Simpson’s story is one that, in terms of cinematic licence, would be deemed too ‘far-fetched’. It all starts on a bleak Boxing Day in 1946. Alan is in goal for crack amateur outfit Dulwich Hamlet at their – by the standards of the time – palatial home of Champion Hill. A senior Chelsea scout was in attendance, his brief being to check on this young up-and-coming ’keeper.

Let Alan himself tell the story: ‘My first touch of the ball was to retrieve it from the back of the net. But we did win the game 8–3, and the scout must have been impressed because before I knew it I’d received a letter offering me a trial at Stamford Bridge in June 1947.’

His idol was Blues custodian Vic Woodley, a member of the hellraising team of the 1930s that included the pocket dynamo Hughie Gallacher, known for his size 6 boots, white spats and forty-a-day Woodbines habit, who later tragically committed suicide.
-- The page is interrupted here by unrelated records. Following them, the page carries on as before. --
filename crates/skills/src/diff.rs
//! Minimal line diff used to preview updates.

use serde::Serialize;

#[derive(Debug, Clone, Copy, PartialEq, Eq, Serialize)]
#[serde(rename_all = "lowercase")]
pub enum LineChange {
    Same,
    Added,
    Removed,
}

#[derive(Debug, Clone, PartialEq, Eq, Serialize)]
pub struct DiffLine {
    pub change: LineChange,
    pub text: String,
}

/// Above this many cells the LCS table is skipped and the whole file is shown
/// as replaced.
const MAX_TABLE_CELLS: usize = 4_000_000;

/// Longest-common-subsequence diff of `old` and `new`, line by line.
pub fn line_diff(old: &str, new: &str) -> Vec<DiffLine> {
    let a: Vec<&str> = old.lines().collect();
    let b: Vec<&str> = new.lines().collect();

    if a.len().saturating_mul(b.len()) > MAX_TABLE_CELLS {
        return a
            .iter()
            .map(|l| line(LineChange::Removed, l))
            .chain(b.iter().map(|l| line(LineChange::Added, l)))
            .collect();
    }

    // lcs[i][j] = LCS length of a[i..] and b[j..]
    let width = b.len() + 1;
    let mut lcs = vec![0usize; (a.len() + 1) * width];
    for i in (0..a.len()).rev() {
        for j in (0..b.len()).rev() {
            lcs[i * width + j] = if a[i] == b[j] {
                lcs[(i + 1) * width + j + 1] + 1
            } else {
                lcs[(i + 1) * width + j].max(lcs[i * width + j + 1])
            };
        }
    }

    let (mut i, mut j) = (0, 0);
    let mut out = Vec::with_capacity(a.len().max(b.len()));
    while i < a.len() && j < b.len() {
        if a[i] == b[j] {
            out.push(line(LineChange::Same, a[i]));
            i += 1;
            j += 1;
        } else if lcs[(i + 1) * width + j] >= lcs[i * width + j + 1] {
            out.push(line(LineChange::Removed, a[i]));
            i += 1;
        } else {
            out.push(line(LineChange::Added, b[j]));
            j += 1;
        }
    }
    out.extend(a[i..].iter().map(|l| line(LineChange::Removed, l)));
    out.extend(b[j..].iter().map(|l| line(LineChange::Added, l)));
    out
}

/// `+`/`-`/` ` prefixed rendering, changed lines only plus one line of context.
pub fn format_diff(lines: &[DiffLine]) -> String {
    let mut out = String::new();
    for (idx, l) in lines.iter().enumerate() {
        let near_change = |k: Option<usize>| {
            k.and_then(|k| lines.get(k))
                .is_some_and(|n| n.change != LineChange::Same)
        };
        let prefix = match l.change {
            LineChange::Added => '+',
            LineChange::Removed => '-',
            LineChange::Same if near_change(idx.checked_sub(1)) || near_change(Some(idx + 1)) => {
                ' '
            },
            LineChange::Same => continue,
        };
        out.push(prefix);
        out.push_str(&l.text);
        out.push('\n');
    }
    out
}

fn line(change: LineChange, text: &str) -> DiffLine {
    DiffLine {
        change,
        text: text.to_string(),
    }
}

#[cfg(test)]
mod tests {
    use super::*;

    fn changes(diff: &[DiffLine]) -> Vec<(LineChange, &str)> {
        diff.iter().map(|d| (d.change, d.text.as_str())).collect()
    }

    #[test]
    fn identical_inputs_are_all_same() {
        let d = line_diff("a\nb\n", "a\nb\n");
        assert!(d.iter().all(|l| l.change == LineChange::Same));
    }

    #[test]
    fn replaced_middle_line() {
        let d = line_diff("a\nb\nc", "a\nB\nc");
        assert_eq!(changes(&d), vec![
            (LineChange::Same, "a"),
            (LineChange::Removed, "b"),
            (LineChange::Added, "B"),
            (LineChange::Same, "c"),
        ]);
    }

    #[test]
    fn appended_and_removed_tails() {
        assert_eq!(changes(&line_diff("a", "a\nz")), vec![
            (LineChange::Same, "a"),
            (LineChange::Added, "z"),
        ]);
        assert_eq!(changes(&line_diff("a\nz", "")), vec![
            (LineChange::Removed, "a"),
            (LineChange::Removed, "z"),
        ]);
    }

    #[test]
    fn formatted_output_keeps_context_only_around_changes() {
        let text = format_diff(&line_diff("1\n2\n3\n4\n5", "1\n2\n3\nX\n5"));
        assert_eq!(text, " 3\n-4\n+X\n 5\n");
    }
}
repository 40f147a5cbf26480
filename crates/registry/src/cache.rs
//! Payload + metadata cache files for the catalog.

use std::path::{Path, PathBuf};

use {
    chrono::{DateTime, Utc},
    jfp_common::fs::write_atomic,
    tracing::warn,
};

use crate::{
    error::{Context, Result},
    types::{CacheMeta, PayloadShape, Registry},
};

pub const PAYLOAD_FILE: &str = "registry.json";
pub const META_FILE: &str = "registry.meta.json";

/// The two cache files in one directory.
#[derive(Debug, Clone)]
pub struct RegistryCache {
    payload_path: PathBuf,
    meta_path: PathBuf,
}

impl RegistryCache {
    pub fn new(dir: &Path) -> Self {
        Self {
            payload_path: dir.join(PAYLOAD_FILE),
            meta_path: dir.join(META_FILE),
        }
    }

    pub fn payload_path(&self) -> &Path {
        &self.payload_path
    }

    pub fn meta_path(&self) -> &Path {
        &self.meta_path
    }

    /// Best-effort read of payload + meta.
    ///
    /// `None` when the payload is missing, unparsable or has no prompts. A
    /// missing or corrupt meta file does not invalidate the payload; the cache
    /// is then reported as fetched at the epoch, i.e. stale, with no ETag.
    pub fn read(&self) -> Option<(Registry, CacheMeta)> {
        let raw = match std::fs::read_to_string(&self.payload_path) {
            Ok(raw) => raw,
            Err(e) => {
                if e.kind() != std::io::ErrorKind::NotFound {
                    warn!(
                        path = %self.payload_path.display(),
                        error = %e,
                        "cannot read registry cache"
                    );
                }
                return None;
            },
        };
        let registry: Registry = match serde_json::from_str::<PayloadShape>(&raw) {
            Ok(shape) => shape.into(),
            Err(e) => {
                warn!(
                    path = %self.payload_path.display(),
                    error = %e,
                    "ignoring corrupt registry cache"
                );
                return None;
            },
        };
        if registry.prompts.is_empty() {
            return None;
        }

        let meta = self.read_meta().unwrap_or_else(|| CacheMeta {
            version: registry.version.clone(),
            etag: None,
            fetched_at: DateTime::<Utc>::UNIX_EPOCH,
            prompt_count: registry.prompts.len(),
        });
        Some((registry, meta))
    }

    pub fn read_meta(&self) -> Option<CacheMeta> {
        let raw = std::fs::read_to_string(&self.meta_path).ok()?;
        match serde_json::from_str(&raw) {
            Ok(meta) => Some(meta),
            Err(e) => {
                warn!(
                    path = %self.meta_path.display(),
                    error = %e,
                    "ignoring corrupt registry meta"
                );
                None
            },
        }
    }

    /// Overwrite both files. Payload first, so a crash in between leaves a
    /// new payload with old meta (worst case: one extra full fetch).
    pub fn write(&self, registry: &Registry, etag: Option<String>) -> Result<CacheMeta> {
        write_atomic(&self.payload_path, &serde_json::to_vec_pretty(registry)?)
            .with_context(|| format!("cannot write {}", self.payload_path.display()))?;
        let meta = CacheMeta {
            version: registry.version.clone(),
            etag,
            fetched_at: Utc::now(),
            prompt_count: registry.prompts.len(),
        };
        self.write_meta(&meta)?;
        Ok(meta)
    }

    /// Bump `fetched_at` on an existing meta file, keeping ETag and payload.
    pub fn touch(&self) -> Result<Option<CacheMeta>> {
        let Some(mut meta) = self.read_meta() else {
            return Ok(None);
        };
        meta.fetched_at = Utc::now();
        self.write_meta(&meta)?;
        Ok(Some(meta))
    }

    fn write_meta(&self, meta: &CacheMeta) -> Result<()> {
        write_atomic(&self.meta_path, &serde_json::to_vec_pretty(meta)?)
            .with_context(|| format!("cannot write {}", self.meta_path.display()))?;
        Ok(())
    }
}

/// Whether a cache fetched at `fetched_at` is older than `ttl_secs`.
pub fn is_stale(meta: &CacheMeta, ttl_secs: u64) -> bool {
    let age = Utc::now().signed_duration_since(meta.fetched_at);
    age.num_seconds() > i64::try_from(ttl_secs).unwrap_or(i64::MAX)
}
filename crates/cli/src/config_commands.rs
use {anyhow::Result, clap::Subcommand, jfp_config::JfpConfig, serde::Serialize};

use crate::output::print_json;

#[derive(Subcommand)]
pub enum ConfigAction {
    /// Print the config file path in use (or where one would be created).
    Path,
    /// Print the effective configuration.
    Show,
    /// Write a config file with every default spelled out.
    Init {
        /// Replace an existing config file.
        #[arg(long)]
        force: bool,
    },
}

pub(crate) fn handle_config(action: ConfigAction, config: &JfpConfig, json: bool) -> Result<bool> {
    match action {
        ConfigAction::Path => {
            let found = jfp_config::find_config_file();
            let path = found
                .clone()
                .unwrap_or_else(jfp_config::find_or_default_config_path);
            if json {
                #[derive(Serialize)]
                struct ConfigPath {
                    path: std::path::PathBuf,
                    exists: bool,
                    config_dir: std::path::PathBuf,
                    cache_dir: std::path::PathBuf,
                }
                print_json(&ConfigPath {
                    path,
                    exists: found.is_some(),
                    config_dir: jfp_config::config_dir(),
                    cache_dir: config.registry.resolved_cache_dir(),
                })?;
            } else {
                println!("{}", path.display());
                if found.is_none() {
                    eprintln!("(not created yet; defaults are in effect)");
                }
            }
        },
        ConfigAction::Show => {
            if json {
                print_json(config)?;
            } else {
                print!("{}", toml::to_string_pretty(config)?);
            }
        },
        ConfigAction::Init { force } => {
            if let Some(existing) = jfp_config::find_config_file()
                && !force
            {
                eprintln!(
                    "{} already exists; pass --force to overwrite it",
                    existing.display()
                );
                return Ok(false);
            }
            let path = jfp_config::save_config(&JfpConfig::default())?;
            if json {
                print_json(&serde_json::json!({ "path": path }))?;
            } else {
                println!("Wrote {}", path.display());
            }
        },
    }
    Ok(true)
}
use sea_orm::entity::prelude::*;
use serde::{Deserialize, Serialize};

/// A tenant-scoped storage backend: bucket, endpoint and credentials.
#[derive(Clone, Debug, PartialEq, DeriveEntityModel, Serialize, Deserialize)]
#[sea_orm(table_name = "storage_providers")]
pub struct Model {
    #[sea_orm(primary_key, auto_increment = false)]
    pub id: i64,
    pub name: String,
    pub bucket: String,
    pub endpoint: String,
    pub region: String,
    pub secret_id: String,
    pub secret_key: String,
    pub folder: Option<String>,
    #[sea_orm(default_expr = "Expr::value(false)")]
    pub is_default: bool,
    #[sea_orm(default_expr = "Expr::value(false)")]
    pub use_cdn: bool,
    pub cdn_url: Option<String>,
    #[sea_orm(default_expr = "Expr::value(true)")]
    pub state: bool,
    pub tenant_id: i64,
}

#[derive(Copy, Clone, Debug, EnumIter, DeriveRelation)]
pub enum Relation {
    #[sea_orm(has_many = "super::cloud_files::Entity")]
    CloudFiles,
}

impl Related<super::cloud_files::Entity> for Entity {
    fn to() -> RelationDef {
        Relation::CloudFiles.def()
    }
}

impl ActiveModelBehavior for ActiveModel {}
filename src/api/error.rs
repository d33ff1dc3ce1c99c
use crate::services::providers::ProviderError;
use crate::services::upload_service::UploadServiceError;
use crate::services::uploader::UploadError;
use axum::{
    Json,
    http::StatusCode,
    response::{IntoResponse, Response},
};
use serde_json::json;
use thiserror::Error;

#[derive(Error, Debug)]
pub enum AppError {
    #[error("Database error: {0}")]
    Database(#[from] sea_orm::DbErr),

    #[error("Bad Request: {0}")]
    BadRequest(String),

    #[error("Not Found: {0}")]
    NotFound(String),

    #[error("Internal Server Error: {0}")]
    Internal(String),

    #[error("Payload Too Large: {0}")]
    PayloadTooLarge(String),

    #[error("Request Timeout: {0}")]
    Timeout(String),

    #[error("Upstream Transfer Failed: {0}")]
    Transport(String),

    #[error("Configuration error: {0}")]
    Configuration(String),

    #[error("Anyhow error: {0}")]
    Anyhow(#[from] anyhow::Error),
}

impl From<ProviderError> for AppError {
    fn from(err: ProviderError) -> Self {
        match err {
            ProviderError::LoadFailed(e) => AppError::Database(e),
            other => AppError::Configuration(other.to_string()),
        }
    }
}

impl From<UploadServiceError> for AppError {
    fn from(err: UploadServiceError) -> Self {
        match err {
            UploadServiceError::MissingExtension => AppError::BadRequest(err.to_string()),
            UploadServiceError::FileTooLarge { .. } => AppError::PayloadTooLarge(err.to_string()),
            UploadServiceError::Provider(e) => e.into(),
            // Transport failures keep a kind of their own so callers can
            // tell a retryable transfer problem from a validation reject.
            UploadServiceError::Transfer(e) => match e {
                UploadError::TimedOut => {
                    AppError::Timeout("upload timed out; retry or use a smaller file".into())
                }
                UploadError::Cancelled => {
                    AppError::Transport("upload was cancelled before it completed".into())
                }
                UploadError::Failed(source) => AppError::Internal(source.to_string()),
            },
            UploadServiceError::Database(e) => AppError::Database(e),
            UploadServiceError::FileNotFound => AppError::NotFound("file not found".into()),
            UploadServiceError::Internal(e) => AppError::Anyhow(e),
        }
    }
}

impl IntoResponse for AppError {
    fn into_response(self) -> Response {
        let (status, message) = match self {
            AppError::Database(e) => {
                tracing::error!("Database error: {:?}", e);
                (
                    StatusCode::INTERNAL_SERVER_ERROR,
                    "Internal Server Error".to_string(),
                )
            }
            AppError::BadRequest(msg) => (StatusCode::BAD_REQUEST, msg),
            AppError::NotFound(msg) => (StatusCode::NOT_FOUND, msg),
            AppError::Internal(msg) => {
                tracing::error!("Internal error: {}", msg);
                (
                    StatusCode::INTERNAL_SERVER_ERROR,
                    "Internal Server Error".to_string(),
                )
            }
            AppError::PayloadTooLarge(msg) => (StatusCode::PAYLOAD_TOO_LARGE, msg),
            AppError::Timeout(msg) => (StatusCode::REQUEST_TIMEOUT, msg),
            AppError::Transport(msg) => (StatusCode::BAD_GATEWAY, msg),
            AppError::Configuration(msg) => {
                tracing::error!("Configuration error: {}", msg);
                (
                    StatusCode::INTERNAL_SERVER_ERROR,
                    "Internal Server Error".to_string(),
                )
            }
            AppError::Anyhow(e) => {
                tracing::error!("Anyhow error: {:?}", e);
                (
                    StatusCode::INTERNAL_SERVER_ERROR,
                    "Internal Server Error".to_string(),
                )
            }
        };

        let body = Json(json!({
            "error": message
        }));

        (status, body).into_response()
    }
}
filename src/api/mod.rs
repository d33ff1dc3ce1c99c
pub mod error;
pub mod handlers;
pub mod middleware;
use crate::api::error::AppError;
use crate::api::middleware::context::RequestContext;
use crate::services::progress::UploadProgress;
use crate::services::upload_service::{UploadRequest, UploadedFile};
use axum::{
    Extension, Json,
    extract::{Multipart, Path, State},
};
use futures::TryStreamExt;
use std::io::SeekFrom;
use tokio::io::{AsyncSeekExt, AsyncWriteExt};
use tokio_util::io::StreamReader;

#[utoipa::path(
    post,
    path = "/upload",
    request_body(content = Multipart, description = "File upload with optional `provider` and `tagId` fields"),
    responses(
        (status = 200, description = "File uploaded successfully", body = UploadedFile),
        (status = 400, description = "Missing file, missing extension, or malformed tag id"),
        (status = 413, description = "File exceeds its category size cap")
    )
)]
pub async fn upload_file(
    State(state): State<crate::AppState>,
    Extension(ctx): Extension<RequestContext>,
    mut multipart: Multipart,
) -> Result<Json<UploadedFile>, AppError> {
    let mut file_name = String::new();
    let mut provider: Option<String> = None;
    let mut tag_id: Option<i64> = None;
    let mut spooled: Option<(tokio::fs::File, i64)> = None;

    // Capture errors in a result so the remaining multipart stream can
    // still be drained on failure.
    let result: Result<Json<UploadedFile>, AppError> = async {
        while let Some(mut field) = multipart.next_field().await.map_err(|e| {
            let err_msg = e.to_string();
            if err_msg.contains("length limit exceeded") {
                AppError::PayloadTooLarge(
                    "Request body exceeds the maximum allowed limit".to_string(),
                )
            } else {
                AppError::BadRequest(err_msg)
            }
        })? {
            let name = field.name().unwrap_or_default().to_string();

            if name == "file" {
                file_name = field.file_name().unwrap_or("unnamed").to_string();

                // Spool to a temporary file so the transfer path gets a
                // seekable source and a known size before any bytes go
                // to the provider.
                let std_file = tempfile::tempfile()
                    .map_err(|e| AppError::Internal(format!("Failed to stage upload: {}", e)))?;
                let mut staged = tokio::fs::File::from_std(std_file);

                let body_with_io_error = field.map_err(std::io::Error::other);
                let mut reader = StreamReader::new(body_with_io_error);
                let size = tokio::io::copy(&mut reader, &mut staged)
                    .await
                    .map_err(|e| AppError::Internal(format!("Failed to stage upload: {}", e)))?;
                staged
                    .flush()
                    .await
                    .map_err(|e| AppError::Internal(format!("Failed to stage upload: {}", e)))?;
                staged
                    .seek(SeekFrom::Start(0))
                    .await
                    .map_err(|e| AppError::Internal(format!("Failed to stage upload: {}", e)))?;

                spooled = Some((staged, size as i64));
            } else if name == "provider" {
                let text = field.text().await.unwrap_or_default();
                if !text.is_empty() {
                    provider = Some(text);
                }
            } else if name == "tagId" {
                let text = field.text().await.unwrap_or_default();
                if !text.is_empty() {
                    tag_id = Some(
                        text.parse()
                            .map_err(|_| AppError::BadRequest("wrong tag ID".to_string()))?,
                    );
                }
            } else {
                // unknown field, drain it
                while let Ok(Some(_)) = field.chunk().await {}
            }
        }

        let (source, size) =
            spooled.ok_or(AppError::BadRequest("No file provided".to_string()))?;

        let uploaded = state
            .upload_service
            .process_upload(UploadRequest {
                file_name,
                size,
                source,
                provider,
                tag_id,
                tenant_id: ctx.tenant_id,
                user_id: ctx.user_id.clone(),
            })
            .await?;

        Ok(Json(uploaded))
    }
    .await;

    match result {
        Ok(res) => Ok(res),
        Err(e) => {
            // Consume the remaining multipart stream to avoid a TCP
            // reset surfacing as a network error in browsers.
            tracing::warn!("Upload failed early: {}. Consuming remaining stream...", e);
            while let Ok(Some(mut field)) = multipart.next_field().await {
                while let Ok(Some(_)) = field.chunk().await {}
            }
            Err(e)
        }
    }
}

#[utoipa::path(
    get,
    path = "/upload/{id}/progress",
    params(
        ("id" = String, Path, description = "Upload id returned by the upload endpoint")
    ),
    responses(
        (status = 200, description = "Current progress snapshot", body = UploadProgress),
        (status = 404, description = "Unknown or already evicted upload id")
    )
)]
pub async fn get_upload_progress(
    State(state): State<crate::AppState>,
    Path(id): Path<u64>,
) -> Result<Json<UploadProgress>, AppError> {
    state
        .tracker
        .get(id)
        .map(Json)
        .ok_or_else(|| AppError::NotFound(format!("no progress for upload {}", id)))
}
pub mod api;
pub mod config;
pub mod entities;
pub mod infrastructure;
pub mod services;
pub mod utils;

use crate::config::UploadConfig;
use crate::services::progress::ProgressTracker;
use crate::services::providers::ProviderRegistry;
use crate::services::upload_service::UploadService;
use axum::{
    Router,
    middleware::from_fn_with_state,
    routing::{get, post},
};
use sea_orm::DatabaseConnection;
use std::sync::Arc;
use tower_http::cors::{Any, CorsLayer};
use utoipa::OpenApi;
use utoipa_swagger_ui::SwaggerUi;

#[derive(OpenApi)]
#[openapi(
    paths(
        api::handlers::upload::upload_file,
        api::handlers::upload::get_upload_progress,
        api::handlers::files::get_download_url,
        api::handlers::health::health_check,
    ),
    components(
        schemas(
            services::upload_service::UploadedFile,
            services::progress::UploadProgress,
            services::progress::UploadStatus,
            utils::filetype::FileCategory,
            api::handlers::files::DownloadUrlResponse,
            api::handlers::health::HealthResponse,
        )
    ),
    tags(
        (name = "upload", description = "File upload and progress endpoints"),
        (name = "system", description = "Health and system endpoints")
    )
)]
pub struct ApiDoc;

#[derive(Clone)]
pub struct AppState {
    pub db: DatabaseConnection,
    pub providers: Arc<ProviderRegistry>,
    pub tracker: Arc<ProgressTracker>,
    pub upload_service: Arc<UploadService>,
    pub config: UploadConfig,
}

pub fn create_app(state: AppState) -> Router {
    Router::new()
        .merge(SwaggerUi::new("/swagger-ui").url("/api-docs/openapi.json", ApiDoc::openapi()))
        .route("/health", get(api::handlers::health::health_check))
        .route(
            "/upload",
            post(api::handlers::upload::upload_file).layer(axum::extract::DefaultBodyLimit::max(
                state.config.body_limit(),
            )),
        )
        .route(
            "/upload/:id/progress",
            get(api::handlers::upload::get_upload_progress),
        )
        .route("/files/:id/url", get(api::handlers::files::get_download_url))
        .layer(from_fn_with_state(
            state.clone(),
            api::middleware::context::context_middleware,
        ))
        .layer(
            CorsLayer::new()
                .allow_origin(Any)
                .allow_methods(Any)
                .allow_headers(Any)
                .expose_headers(Any),
        )
        .layer(axum::extract::DefaultBodyLimit::max(state.config.body_limit()))
        .with_state(state)
}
Another member was the elegant Scottish international winger, Alex Jackson, who soon immersed himself in the nightlife of London’s West End.

‘I wanted to be another Vic Woodley,’ he admitted to me. ‘So, when the opportunity arose to actually play in a game, you can imagine how excited I felt.’

But fate took a hand for the young Simpson in the shape of tuberculosis, a disease that spread its malignant tentacles throughout Western Europe during the aftermath of the Second World War.

Deprived of his Stamford Bridge trial, Alan found himself hospitalised in one form or another for three solid years, during which time he befriended Ray Galton and the legend that became Tony Hancock was created.

So, my Chelsea ‘debut’ had been and gone; a highly satisfactory one at that. Okay, so the Blues had clinched the Division One crown for the first time, with the lowest number of points ever accrued from 42 matches, but that didn’t bother me because by this time I was besotted with the team from Stamford Bridge, and there was still my boyhood idol Jimmy Greaves to come!